FIRST JEW REVIEW: According to The Times:
Tevye must to some degree be an everyman, albeit in exaggerated, crowd-pleasing form. And Mr. Fierstein, bless him, shakes off any semblance of ordinariness as soon as he opens his mouth. Every phrase he speaks or sings, as he shifts uncannily among registers, becomes an event... This can be quite a bit of fun. Tevye's first solo, "If I Were a Rich Man," takes on a fascinating new life, as Mr. Fierstein slides and rasps through its wordless connecting phrases. But it is sometimes hard to credit this exotic spirit as that of a tradition-bound father who has trouble making the adjustment to changing times.
SECOND JEW REVIEW: Al Pacino Stars as Shylock in a new film of Shakespeare's The Merchant of Venice.(trailer) Said the inestimable Stanley Kauffman in The New Republic
With Pacino's past in mind, we might have expected that he would make the sulphurous most of the role's raging moments. (I remember George C. Scott in the my-ducats-and-my-daughter speech: I thought he had literally gone crazy.) Pacino, presumably with Radford's guidance, in the main does otherwise.
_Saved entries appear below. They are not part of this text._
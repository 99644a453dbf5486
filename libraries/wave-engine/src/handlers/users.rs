//! Account commands

use wave_core::{UserRecord, UserRole};

use crate::error::Result;
use crate::output::Reply;
use crate::world::WorldState;

/// Register a new account
pub fn add_user(
    world: &mut WorldState,
    user: &str,
    role: UserRole,
    age: u32,
    city: &str,
) -> Result<Reply> {
    world.register(UserRecord {
        username: user.to_string(),
        age,
        city: city.to_string(),
        role,
    })?;
    Ok(Reply::message(format!(
        "The username {} has been added successfully.",
        user
    )))
}

/// Toggle a listener between online and offline
pub fn switch_connection_status(world: &mut WorldState, user: &str) -> Result<Reply> {
    let listener = world.users.listener_mut(user)?;
    listener.online = !listener.online;
    Ok(Reply::message(format!("{} has changed status successfully.", user)))
}

/// Names of the listeners currently online
pub fn online_users(world: &WorldState) -> Reply {
    let names: Vec<&str> = world
        .users
        .listeners()
        .iter()
        .filter(|listener| listener.online)
        .map(|listener| listener.username.as_str())
        .collect();
    Reply::result(names)
}

/// Every username: listeners, artists, hosts
pub fn all_users(world: &WorldState) -> Reply {
    Reply::result(world.users.all_usernames())
}
/// Wave - streaming session simulator
use anyhow::Context;
use clap::{Parser, Subcommand};
use std::path::PathBuf;
use tracing_subscriber::{layer::SubscriberExt, util::SubscriberInitExt};
use wave_cli::{config, runner, RunFiles};

#[derive(Parser)]
#[command(name = "wave")]
#[command(about = "Replay a command stream against a streaming library", long_about = None)]
struct Cli {
    #[command(subcommand)]
    command: Commands,
}

#[derive(Subcommand)]
enum Commands {
    /// Replay a command file and write the results
    Run {
        /// Library JSON (songs, podcasts, users)
        #[arg(short, long)]
        library: PathBuf,
        /// Command stream JSON
        #[arg(short, long)]
        commands: PathBuf,
        /// Where to write the results (stdout if omitted)
        #[arg(short, long)]
        output: Option<PathBuf>,
        /// Configuration file path
        #[arg(long = "config")]
        config_file: Option<PathBuf>,
    },
    /// Print the effective configuration as TOML
    ShowConfig {
        /// Configuration file path
        #[arg(long = "config")]
        config_file: Option<PathBuf>,
    },
}

fn main() -> anyhow::Result<()> {
    // Logs go to stderr; stdout may carry the results
    tracing_subscriber::registry()
        .with(
            tracing_subscriber::EnvFilter::try_from_default_env()
                .unwrap_or_else(|_| "wave_cli=info,wave_engine=info".into()),
        )
        .with(tracing_subscriber::fmt::layer().with_writer(std::io::stderr))
        .init();

    let cli = Cli::parse();

    match cli.command {
        Commands::Run {
            library,
            commands,
            output,
            config_file,
        } => {
            let engine_config =
                config::load(config_file.as_deref()).context("Failed to load configuration")?;
            let files = RunFiles {
                library,
                commands,
                output,
            };
            let written = runner::run(engine_config, &files)
                .with_context(|| format!("Run of {} failed", files.commands.display()))?;
            tracing::debug!(written, "Run complete");
        }
        Commands::ShowConfig { config_file } => {
            let engine_config =
                config::load(config_file.as_deref()).context("Failed to load configuration")?;
            print!("{}", config::to_toml(&engine_config)?);
        }
    }

    Ok(())
}
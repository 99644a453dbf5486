//! Error types for the session engine
//!
//! Every variant's display text is the message a rejected command reports
//! back; nothing here ever aborts the command stream.

use thiserror::Error;
use wave_core::{ErrorKind, WaveError};
use wave_playback::PlaybackError;

/// Engine errors
#[derive(Debug, Clone, PartialEq, Error)]
pub enum EngineError {
    /// Unknown user or role mismatch
    #[error(transparent)]
    Core(#[from] WaveError),

    /// Listener issued a command while offline
    #[error("{0} is offline.")]
    Offline(String),

    /// `addUser` with a name already registered under any role
    #[error("The username {0} is already taken.")]
    UsernameTaken(String),

    /// `select` without a preceding search
    #[error("Please conduct a search before making a selection.")]
    NoSearch,

    /// `select` past the end of the results
    #[error("The selected ID is too high.")]
    SelectionOutOfRange,

    /// `load` without a selection
    #[error("Please select a source before attempting to load.")]
    NothingSelected,

    /// Empty playlist or album
    #[error("You can't load an empty audio collection!")]
    EmptySource,

    /// Player command with nothing loaded
    #[error("Please load a source before {action}.")]
    NothingLoaded {
        /// What the user attempted, as it reads in the message
        action: &'static str,
    },

    /// Shuffle on a single song or podcast
    #[error("The loaded source is not a playlist or an album.")]
    NotCollection,

    /// Skip commands outside a podcast
    #[error("The loaded source is not a podcast.")]
    NotPodcast,

    /// Like or playlist edit while a podcast plays
    #[error("The loaded source is not a song.")]
    NotSong,

    /// Playlist id outside the user's playlists (`addRemoveInPlaylist`)
    #[error("The specified playlist does not exist.")]
    PlaylistNotFound,

    /// Playlist id outside the user's playlists (`switchVisibility`)
    #[error("The specified playlist ID is too high.")]
    InvalidPlaylistId,

    /// Owner already has a playlist with this name
    #[error("A playlist with the same name already exists.")]
    DuplicatePlaylist,

    /// Following a playlist the user owns
    #[error("You cannot follow or unfollow your own playlist.")]
    SelfFollow,

    /// `follow` without a selection
    #[error("Please select a source before following or unfollowing.")]
    NothingSelectedToFollow,

    /// `follow` on something other than a playlist
    #[error("The selected source is not a playlist.")]
    NotPlaylist,

    /// Navigation cursor at the first page
    #[error("There are no pages left to go back.")]
    NoPreviousPage,

    /// Navigation cursor at the last page
    #[error("There are no pages left to go forward.")]
    NoNextPage,

    /// Page name unknown, or not reachable from the last loaded source
    #[error("{0} is trying to access a non-existent page.")]
    WrongPageType(String),

    /// Artist already has an event with this name
    #[error("{0} has another event with the same name.")]
    DuplicateEvent(String),

    /// Event date is not a real `dd-mm-yyyy` date in range
    #[error("Event for {0} does not have a valid date.")]
    InvalidEventDate(String),

    /// Artist already sells merch with this name
    #[error("{0} has merchandise with the same name.")]
    DuplicateMerch(String),

    /// Merch with a negative price
    #[error("Price for merchandise can not be negative.")]
    NegativePrice,

    /// Host already posted an announcement with this name
    #[error("{0} has already added an announcement with this name.")]
    DuplicateAnnouncement(String),

    /// `buyPremium` on a premium listener
    #[error("{0} is already a premium user.")]
    AlreadyPremium(String),

    /// `cancelPremium` on a free listener
    #[error("{0} is not a premium user.")]
    NotPremium(String),

    /// `adBreak` while nothing plays
    #[error("{0} is not playing any music.")]
    NotPlaying(String),

    /// `buyMerch` with an unknown product name
    #[error("The merch {0} doesn't exist.")]
    MerchNotFound(String),

    /// `buyMerch` away from an artist page
    #[error("Cannot buy merch if you are not on the page of an artist.")]
    NotOnArtistPage,

    /// `wrapped` for a user nobody listened to
    #[error("No data to show for user {0}.")]
    NoWrappedData(String),
}

impl EngineError {
    /// Translate a session failure into the message for `action`
    pub fn playback(err: PlaybackError, action: &'static str) -> Self {
        match err {
            PlaybackError::EmptySource => Self::EmptySource,
            PlaybackError::NothingLoaded => Self::NothingLoaded { action },
            PlaybackError::NotCollection => Self::NotCollection,
        }
    }

    /// Classify this error
    pub fn kind(&self) -> ErrorKind {
        match self {
            Self::Core(err) => err.kind(),
            Self::Offline(_)
            | Self::NoSearch
            | Self::NothingSelected
            | Self::NothingLoaded { .. }
            | Self::NothingSelectedToFollow
            | Self::NoPreviousPage
            | Self::NoNextPage
            | Self::AlreadyPremium(_)
            | Self::NotPremium(_)
            | Self::NotPlaying(_)
            | Self::NotOnArtistPage
            | Self::NoWrappedData(_) => ErrorKind::State,
            _ => ErrorKind::Validation,
        }
    }
}

/// Result type for engine operations
pub type Result<T> = std::result::Result<T, EngineError>;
Excellently made up and costumed, he takes the part inward and makes it tight, bitten, soul-scarred--a man rather than a collection of scenes.
The last word, however, goes to Harold Bloom, eminent Shakespearean, who said: "One would have to be blind, deaf, and dumb not to recognize that Shakespeare's grand, equivocal comedy The Merchant of Venice is nevertheless a profoundly anti-Semitic work"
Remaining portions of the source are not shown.